(Beginning of RECORDS SUPPLIED)

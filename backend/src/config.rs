use std::net::SocketAddr;
use std::path::PathBuf;

use crate::error::Error;

const DEFAULT_BIND_ADDR: &str = "127.0.0.1:3000";
const DEFAULT_STATIC_DIR: &str = "dist";
const DEFAULT_PRIZES: &[&str] = &["Free Coffee", "Gift Card", "Company T-Shirt", "Sticker Pack"];

#[derive(Debug, Clone)]
pub struct ServerConfig {
    pub bind_addr: SocketAddr,
    pub static_dir: PathBuf,
    pub prizes: Vec<String>,
}

impl ServerConfig {
    /// Reads `BIND_ADDR`, `STATIC_DIR` and `PRIZES`. Call after `.env` is loaded.
    pub fn from_env() -> Result<Self, Error> {
        Self::from_lookup(|key| std::env::var(key).ok())
    }

    fn from_lookup(lookup: impl Fn(&str) -> Option<String>) -> Result<Self, Error> {
        let bind_addr = lookup("BIND_ADDR")
            .unwrap_or_else(|| DEFAULT_BIND_ADDR.to_string())
            .parse::<SocketAddr>()
            .map_err(|e| Error::Config(format!("BIND_ADDR: {}", e)))?;

        let static_dir = lookup("STATIC_DIR")
            .map(PathBuf::from)
            .unwrap_or_else(|| PathBuf::from(DEFAULT_STATIC_DIR));

        let prizes = match lookup("PRIZES") {
            Some(raw) => parse_prizes(&raw),
            None => DEFAULT_PRIZES.iter().map(|p| p.to_string()).collect(),
        };

        Ok(Self {
            bind_addr,
            static_dir,
            prizes,
        })
    }
}

/// Comma separated, blanks dropped.
pub fn parse_prizes(raw: &str) -> Vec<String> {
    raw.split(',')
        .map(str::trim)
        .filter(|p| !p.is_empty())
        .map(str::to_string)
        .collect()
}

#[cfg(test)]
mod tests {
    use super::*;
    use std::collections::HashMap;

    fn lookup(vars: &[(&str, &str)]) -> impl Fn(&str) -> Option<String> {
        let vars: HashMap<String, String> = vars.iter().map(|(k, v)| (k.to_string(), v.to_string())).collect();
        move |key| vars.get(key).cloned()
    }

    #[test]
    fn test_defaults() {
        let config = ServerConfig::from_lookup(lookup(&[])).unwrap();
        assert_eq!(config.bind_addr, "127.0.0.1:3000".parse().unwrap());
        assert_eq!(config.static_dir, PathBuf::from("dist"));
        assert_eq!(config.prizes.len(), DEFAULT_PRIZES.len());
    }

    #[test]
    fn test_overrides() {
        let config = ServerConfig::from_lookup(lookup(&[
            ("BIND_ADDR", "0.0.0.0:8080"),
            ("STATIC_DIR", "frontend/dist"),
            ("PRIZES", "Mug, ,Hoodie,"),
        ]))
        .unwrap();
        assert_eq!(config.bind_addr.port(), 8080);
        assert_eq!(config.static_dir, PathBuf::from("frontend/dist"));
        assert_eq!(config.prizes, vec!["Mug".to_string(), "Hoodie".to_string()]);
    }

    #[test]
    fn test_bad_bind_addr() {
        let err = ServerConfig::from_lookup(lookup(&[("BIND_ADDR", "nowhere")])).unwrap_err();
        assert!(matches!(err, Error::Config(_)));
    }

    #[test]
    fn test_empty_prize_list_is_allowed() {
        let config = ServerConfig::from_lookup(lookup(&[("PRIZES", " , ")])).unwrap();
        assert!(config.prizes.is_empty());
    }
}
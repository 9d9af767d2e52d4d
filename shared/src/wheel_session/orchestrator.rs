use std::cell::RefCell;

use log::{debug, error, info};

use crate::error::IllegalStateError;
use crate::shared_wheel_game::{choose_outcome, SegmentRng, SessionConfig, SpinOutcome};
use crate::validation::PlayerProfile;

use super::attempts::AttemptTracker;
use super::boundary::{Pacer, PrizeClient, WheelView};
use super::resolver::SpinResolver;
use super::state::{ResultMessage, SessionState};

/// What a call to [`SessionOrchestrator::spin`] ended up doing.
#[derive(Debug, Clone, Copy, PartialEq)]
pub enum SpinReport {
    /// The spin control was effectively disabled when the intent arrived.
    Ignored,
    Completed(SpinOutcome),
}

struct Session {
    state: SessionState,
    attempts: AttemptTracker,
    profile: Option<PlayerProfile>,
    // Bumped on every reset so work started by an older session can tell
    generation: u64,
}

/// Drives one player's session: login, spins, results and the way back to
/// the form.
///
/// Intents come in through `&self` so the presentation layer can keep firing
/// them while a spin is suspended. Borrows of the session are never held
/// across an await.
pub struct SessionOrchestrator<V, P, T, R> {
    config: SessionConfig,
    view: V,
    prize_client: P,
    pacer: T,
    rng: RefCell<R>,
    resolver: SpinResolver,
    session: RefCell<Session>,
}

impl<V, P, T, R> SessionOrchestrator<V, P, T, R>
where
    V: WheelView,
    P: PrizeClient,
    T: Pacer,
    R: SegmentRng,
{
    pub fn new(config: SessionConfig, view: V, prize_client: P, pacer: T, rng: R) -> Self {
        let resolver = SpinResolver::new(config.prize_timeout);
        let attempts = AttemptTracker::new(config.total_attempts);
        Self {
            config,
            view,
            prize_client,
            pacer,
            rng: RefCell::new(rng),
            resolver,
            session: RefCell::new(Session {
                state: SessionState::AwaitingLogin,
                attempts,
                profile: None,
                generation: 0,
            }),
        }
    }

    pub fn config(&self) -> &SessionConfig {
        &self.config
    }

    pub fn view(&self) -> &V {
        &self.view
    }

    pub fn prize_client(&self) -> &P {
        &self.prize_client
    }

    pub fn state(&self) -> SessionState {
        self.session.borrow().state.clone()
    }

    pub fn attempts_left(&self) -> u32 {
        self.session.borrow().attempts.remaining()
    }

    pub fn can_spin(&self) -> bool {
        let session = self.session.borrow();
        session.state.is_on_wheel() && session.attempts.can_spin()
    }

    pub fn profile(&self) -> Option<PlayerProfile> {
        self.session.borrow().profile.clone()
    }

    /// Starts a session for a validated profile. Ignored unless the form is
    /// showing.
    pub fn login(&self, profile: PlayerProfile) -> bool {
        let total = self.config.total_attempts;
        {
            let mut session = self.session.borrow_mut();
            if session.state != SessionState::AwaitingLogin {
                debug!("login ignored in state {}", session.state.name());
                return false;
            }
            info!("{} {} started a session with {} attempts", profile.name(), profile.surname(), total);
            session.attempts.reset(total);
            session.profile = Some(profile);
            session.state = SessionState::Playing {
                attempts_left: total,
                is_spinning: false,
            };
        }
        self.view.render(total, false, None);
        true
    }

    /// Runs one spin end to end: pacing delay, rotation, prize resolution and
    /// bookkeeping. Resolves once the result is on screen.
    pub async fn spin(&self) -> Result<SpinReport, IllegalStateError> {
        let (outcome, attempts_left, generation) = {
            let mut session = self.session.borrow_mut();
            if !session.state.is_on_wheel() || !session.attempts.can_spin() {
                debug!(
                    "spin ignored in state {} ({} attempts left, spinning: {})",
                    session.state.name(),
                    session.attempts.remaining(),
                    session.attempts.is_spinning()
                );
                return Ok(SpinReport::Ignored);
            }
            session.attempts.begin_spin().map_err(fault)?;

            let outcome = choose_outcome(
                &self.config.wheel,
                self.config.full_rotations,
                &mut *self.rng.borrow_mut(),
            );
            let attempts_left = session.attempts.remaining();
            session.state = SessionState::Playing {
                attempts_left,
                is_spinning: true,
            };
            (outcome, attempts_left, session.generation)
        };

        self.view.update_spin_control(attempts_left, true);
        self.view.show_message(&ResultMessage::cleared());

        self.pacer.sleep(self.config.pre_spin_delay).await;

        self.session.borrow_mut().state = SessionState::SpinAnimating {
            attempts_left,
            chosen_segment: outcome.segment_index,
        };
        self.view.run_spin(outcome.rotation_degrees).await;

        let message = self
            .resolver
            .resolve(&outcome, &self.prize_client, &self.pacer)
            .await;

        let attempts_left = {
            let mut session = self.session.borrow_mut();
            session.attempts.complete_spin().map_err(fault)?;
            let attempts_left = session.attempts.remaining();
            session.state = SessionState::Result {
                attempts_left,
                message: message.clone(),
            };
            attempts_left
        };
        info!(
            "spin landed on segment {} (winning: {}), {} attempts left",
            outcome.segment_index, outcome.is_winning, attempts_left
        );

        self.view.update_spin_control(attempts_left, false);
        self.view.show_message(&message);

        if attempts_left == 0 {
            self.announce_depletion(generation).await;
        }

        Ok(SpinReport::Completed(outcome))
    }

    // The last spin's own message stays up for the hold, then the notice replaces it
    async fn announce_depletion(&self, generation: u64) {
        self.pacer.sleep(self.config.depletion_hold).await;

        let notice = ResultMessage::attempts_exhausted();
        {
            let mut session = self.session.borrow_mut();
            if session.generation != generation {
                debug!("session reset before the depletion notice, dropping it");
                return;
            }
            session.state = SessionState::Result {
                attempts_left: 0,
                message: notice.clone(),
            };
        }
        self.view.show_message(&notice);
    }

    /// Discards the session and returns to the form. Ignored while a spin is
    /// in flight.
    pub fn back_to_form(&self) -> bool {
        {
            let mut session = self.session.borrow_mut();
            if !session.state.is_on_wheel() || session.attempts.is_spinning() {
                debug!("back to form ignored in state {}", session.state.name());
                return false;
            }
            session.attempts.reset(self.config.total_attempts);
            session.profile = None;
            session.generation += 1;
            session.state = SessionState::AwaitingLogin;
        }
        info!("session discarded, back to the form");
        self.view.clear();
        true
    }
}

fn fault(err: IllegalStateError) -> IllegalStateError {
    error!("session integrity violated: {}", err);
    err
}
use std::collections::BTreeSet;
use std::time::Duration;

use log::warn;
use rand::Rng;
use serde::{Deserialize, Serialize};

use crate::constants::*;
use crate::error::{PrizeLookupError, SessionConfigError, WheelConfigError};

/// Segment layout of the wheel. Segments are equal slices indexed clockwise
/// starting at the top, where the pointer sits.
#[derive(Debug, Clone, PartialEq, Eq, Serialize, Deserialize)]
#[serde(try_from = "RawWheelConfig")]
pub struct WheelConfig {
    segment_count: u32,
    winning_segments: BTreeSet<u32>,
}

#[derive(Deserialize)]
struct RawWheelConfig {
    segment_count: u32,
    winning_segments: BTreeSet<u32>,
}

impl TryFrom<RawWheelConfig> for WheelConfig {
    type Error = WheelConfigError;

    fn try_from(raw: RawWheelConfig) -> Result<Self, Self::Error> {
        WheelConfig::new(raw.segment_count, raw.winning_segments)
    }
}

impl WheelConfig {
    pub fn new(
        segment_count: u32,
        winning_segments: impl IntoIterator<Item = u32>,
    ) -> Result<Self, WheelConfigError> {
        if segment_count == 0 {
            return Err(WheelConfigError::NoSegments);
        }
        let winning_segments: BTreeSet<u32> = winning_segments.into_iter().collect();
        if let Some(&index) = winning_segments.iter().find(|&&i| i >= segment_count) {
            return Err(WheelConfigError::WinningSegmentOutOfRange { index, segment_count });
        }
        Ok(Self {
            segment_count,
            winning_segments,
        })
    }

    pub fn segment_count(&self) -> u32 {
        self.segment_count
    }

    pub fn winning_segments(&self) -> &BTreeSet<u32> {
        &self.winning_segments
    }

    pub fn is_winning(&self, segment_index: u32) -> bool {
        self.winning_segments.contains(&segment_index)
    }

    /// Angular width of one segment in degrees.
    pub fn segment_angle(&self) -> f64 {
        360.0 / self.segment_count as f64
    }
}

impl Default for WheelConfig {
    fn default() -> Self {
        Self {
            segment_count: DEFAULT_SEGMENT_COUNT,
            winning_segments: DEFAULT_WINNING_SEGMENTS.into_iter().collect(),
        }
    }
}

/// Everything a session needs that stays fixed for its lifetime. Missing
/// fields fall back to the defaults when deserialized.
#[derive(Debug, Clone, PartialEq, Serialize, Deserialize)]
#[serde(try_from = "RawSessionConfig")]
pub struct SessionConfig {
    pub wheel: WheelConfig,
    pub total_attempts: u32,
    pub full_rotations: u32,
    pub pre_spin_delay: Duration,
    pub spin_duration: Duration,
    pub prize_timeout: Duration,
    pub depletion_hold: Duration,
}

impl Default for SessionConfig {
    fn default() -> Self {
        Self {
            wheel: WheelConfig::default(),
            total_attempts: TOTAL_ATTEMPTS,
            full_rotations: FULL_ROTATIONS,
            pre_spin_delay: PRE_SPIN_DELAY,
            spin_duration: SPIN_DURATION,
            prize_timeout: PRIZE_LOOKUP_TIMEOUT,
            depletion_hold: DEPLETION_NOTICE_HOLD,
        }
    }
}

impl SessionConfig {
    /// A session needs at least one attempt, and every spin at least one
    /// whole turn before it stops.
    pub fn validate(&self) -> Result<(), SessionConfigError> {
        if self.total_attempts == 0 {
            return Err(SessionConfigError::NoAttempts);
        }
        if self.full_rotations == 0 {
            return Err(SessionConfigError::NoFullRotations);
        }
        Ok(())
    }
}

#[derive(Deserialize)]
#[serde(default)]
struct RawSessionConfig {
    wheel: WheelConfig,
    total_attempts: u32,
    full_rotations: u32,
    pre_spin_delay: Duration,
    spin_duration: Duration,
    prize_timeout: Duration,
    depletion_hold: Duration,
}

impl Default for RawSessionConfig {
    fn default() -> Self {
        let SessionConfig {
            wheel,
            total_attempts,
            full_rotations,
            pre_spin_delay,
            spin_duration,
            prize_timeout,
            depletion_hold,
        } = SessionConfig::default();
        Self {
            wheel,
            total_attempts,
            full_rotations,
            pre_spin_delay,
            spin_duration,
            prize_timeout,
            depletion_hold,
        }
    }
}

impl TryFrom<RawSessionConfig> for SessionConfig {
    type Error = SessionConfigError;

    fn try_from(raw: RawSessionConfig) -> Result<Self, Self::Error> {
        let config = SessionConfig {
            wheel: raw.wheel,
            total_attempts: raw.total_attempts,
            full_rotations: raw.full_rotations,
            pre_spin_delay: raw.pre_spin_delay,
            spin_duration: raw.spin_duration,
            prize_timeout: raw.prize_timeout,
            depletion_hold: raw.depletion_hold,
        };
        config.validate()?;
        Ok(config)
    }
}

/// Result of one draw. Replaced on every spin, never mutated.
#[derive(Debug, Clone, Copy, PartialEq, Serialize, Deserialize)]
pub struct SpinOutcome {
    pub segment_index: u32,
    pub rotation_degrees: f64,
    pub is_winning: bool,
}

impl SpinOutcome {
    /// Angle the wheel rests at once the rotation settles, in `[0, 360)`.
    pub fn resting_angle(&self) -> f64 {
        self.rotation_degrees.rem_euclid(360.0)
    }
}

/// Source of uniformly distributed segment indices.
pub trait SegmentRng {
    /// Returns a value in `[0, segment_count)`.
    fn next_segment(&mut self, segment_count: u32) -> u32;
}

/// Adapts any `rand` generator into a [`SegmentRng`].
#[derive(Debug, Clone)]
pub struct UniformSegments<R>(R);

impl<R: Rng> UniformSegments<R> {
    pub fn new(rng: R) -> Self {
        Self(rng)
    }
}

impl Default for UniformSegments<rand::rngs::ThreadRng> {
    fn default() -> Self {
        Self(rand::thread_rng())
    }
}

impl<R: Rng> SegmentRng for UniformSegments<R> {
    fn next_segment(&mut self, segment_count: u32) -> u32 {
        self.0.gen_range(0..segment_count)
    }
}

/// Total clockwise rotation that brings the centre of `segment_index` under
/// the pointer after `full_rotations` whole turns.
pub fn rotation_for_segment(segment_count: u32, segment_index: u32, full_rotations: u32) -> f64 {
    let segment_angle = 360.0 / segment_count as f64;
    let stop_angle = 360.0 - (segment_index as f64 * segment_angle) - segment_angle / 2.0;
    full_rotations as f64 * 360.0 + stop_angle
}

/// Segment sitting under the pointer once the wheel has turned clockwise by
/// `rotation_degrees`.
pub fn segment_at_pointer(segment_count: u32, rotation_degrees: f64) -> u32 {
    let segment_angle = 360.0 / segment_count as f64;
    // Rotating the wheel clockwise moves the slice at -rotation under the pointer
    let under_pointer = (360.0 - rotation_degrees.rem_euclid(360.0)).rem_euclid(360.0);
    ((under_pointer / segment_angle).floor() as u32).min(segment_count - 1)
}

pub fn choose_outcome<R: SegmentRng + ?Sized>(
    config: &WheelConfig,
    full_rotations: u32,
    rng: &mut R,
) -> SpinOutcome {
    let drawn = rng.next_segment(config.segment_count());
    debug_assert!(
        drawn < config.segment_count(),
        "segment source returned {} for a wheel of {}",
        drawn,
        config.segment_count()
    );
    // Clamp in release builds so a broken source cannot pick a segment that does not exist
    let segment_index = if drawn < config.segment_count() {
        drawn
    } else {
        warn!(
            "segment source returned {} for a wheel of {} segments, clamping",
            drawn,
            config.segment_count()
        );
        config.segment_count() - 1
    };
    SpinOutcome {
        segment_index,
        rotation_degrees: rotation_for_segment(config.segment_count(), segment_index, full_rotations),
        is_winning: config.is_winning(segment_index),
    }
}

// === API Types ===

#[derive(Debug, Clone, PartialEq, Eq, Serialize, Deserialize)]
pub struct PrizeResponse {
    pub prize: String,
}

impl PrizeResponse {
    /// A blank prize name counts as a failed lookup.
    pub fn into_prize(self) -> Result<String, PrizeLookupError> {
        let prize = self.prize.trim();
        if prize.is_empty() {
            return Err(PrizeLookupError::new("response carried no prize"));
        }
        Ok(prize.to_string())
    }
}

#[cfg(test)]
mod tests {
    use super::*;
    use std::collections::VecDeque;

    struct Scripted(VecDeque<u32>);

    impl SegmentRng for Scripted {
        fn next_segment(&mut self, _segment_count: u32) -> u32 {
            self.0.pop_front().unwrap()
        }
    }

    #[test]
    fn test_config_rejects_bad_layouts() {
        assert_eq!(WheelConfig::new(0, []), Err(WheelConfigError::NoSegments));
        assert_eq!(
            WheelConfig::new(4, [1, 4]),
            Err(WheelConfigError::WinningSegmentOutOfRange { index: 4, segment_count: 4 })
        );
        assert!(WheelConfig::new(1, [0]).is_ok());
    }

    #[test]
    fn test_config_deserialize_validates() {
        let ok: WheelConfig =
            serde_json::from_str(r#"{"segment_count":6,"winning_segments":[0,5]}"#).unwrap();
        assert!(ok.is_winning(5));
        assert!(serde_json::from_str::<WheelConfig>(r#"{"segment_count":6,"winning_segments":[6]}"#).is_err());
    }

    #[test]
    fn test_reference_rotation() {
        // 12 segments, segment 3: 3 * 360 + 360 - 90 - 15
        assert_eq!(rotation_for_segment(12, 3, 3), 1335.0);
        assert_eq!(rotation_for_segment(12, 0, 3), 1425.0);
    }

    #[test]
    fn test_pointer_lands_on_chosen_segment() {
        for segment_count in 1..=40u32 {
            for index in 0..segment_count {
                let rotation = rotation_for_segment(segment_count, index, FULL_ROTATIONS);
                assert!(rotation > FULL_ROTATIONS as f64 * 360.0);
                assert_eq!(segment_at_pointer(segment_count, rotation), index);
            }
        }
    }

    #[test]
    fn test_resting_angle_is_segment_centre() {
        let config = WheelConfig::default();
        let outcome = choose_outcome(&config, 3, &mut Scripted(VecDeque::from([6])));
        let centre_under_pointer = (360.0 - outcome.resting_angle()).rem_euclid(360.0);
        assert!((centre_under_pointer - 6.5 * config.segment_angle()).abs() < 1e-9);
    }

    #[test]
    fn test_single_segment_wheel() {
        let config = WheelConfig::new(1, [0]).unwrap();
        let outcome = choose_outcome(&config, 3, &mut Scripted(VecDeque::from([0])));
        assert_eq!(outcome.rotation_degrees, 3.0 * 360.0 + 180.0);
        assert!(outcome.is_winning);
        assert_eq!(segment_at_pointer(1, outcome.rotation_degrees), 0);
    }

    #[test]
    fn test_choose_outcome_flags_winners() {
        let config = WheelConfig::default();
        let mut rng = Scripted(VecDeque::from([3, 1]));
        assert!(choose_outcome(&config, 3, &mut rng).is_winning);
        assert!(!choose_outcome(&config, 3, &mut rng).is_winning);
    }

    #[test]
    fn test_uniform_segments_cover_wheel() {
        let config = WheelConfig::default();
        let mut rng = UniformSegments::default();
        let mut seen = BTreeSet::new();
        for _ in 0..2000 {
            let outcome = choose_outcome(&config, 3, &mut rng);
            assert!(outcome.segment_index < config.segment_count());
            seen.insert(outcome.segment_index);
        }
        assert_eq!(seen.len(), config.segment_count() as usize);
    }

    #[test]
    fn test_prize_response_requires_a_name() {
        let body: PrizeResponse = serde_json::from_str(r#"{"prize":" Free Coffee "}"#).unwrap();
        assert_eq!(body.into_prize(), Ok("Free Coffee".to_string()));

        let blank = PrizeResponse { prize: "  ".to_string() };
        assert!(blank.into_prize().is_err());
        assert!(serde_json::from_str::<PrizeResponse>(r#"{"gift":"Mug"}"#).is_err());
    }

    #[test]
    fn test_session_config_fills_defaults() {
        let config: SessionConfig = serde_json::from_str(r#"{"total_attempts":3}"#).unwrap();
        assert_eq!(config.total_attempts, 3);
        assert_eq!(config.full_rotations, FULL_ROTATIONS);
        assert_eq!(config.wheel, WheelConfig::default());
    }

    #[test]
    fn test_session_config_rejects_degenerate_spins() {
        assert!(serde_json::from_str::<SessionConfig>(r#"{"full_rotations":0}"#).is_err());
        assert!(serde_json::from_str::<SessionConfig>(r#"{"total_attempts":0}"#).is_err());

        let config = SessionConfig {
            full_rotations: 0,
            ..SessionConfig::default()
        };
        assert_eq!(config.validate(), Err(SessionConfigError::NoFullRotations));
        assert_eq!(SessionConfig::default().validate(), Ok(()));
    }

    #[test]
    #[should_panic(expected = "segment source returned 12")]
    #[cfg(debug_assertions)]
    fn test_out_of_range_segment_is_caught_in_debug() {
        let config = WheelConfig::default();
        choose_outcome(&config, 3, &mut Scripted(VecDeque::from([12])));
    }
}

(End of RECORDS SUPPLIED)

● TO DO
Every line in the data above that contains the word "None" counts; report how many there are and nothing more.

● SOLUTION TO THIS EXERCISE
4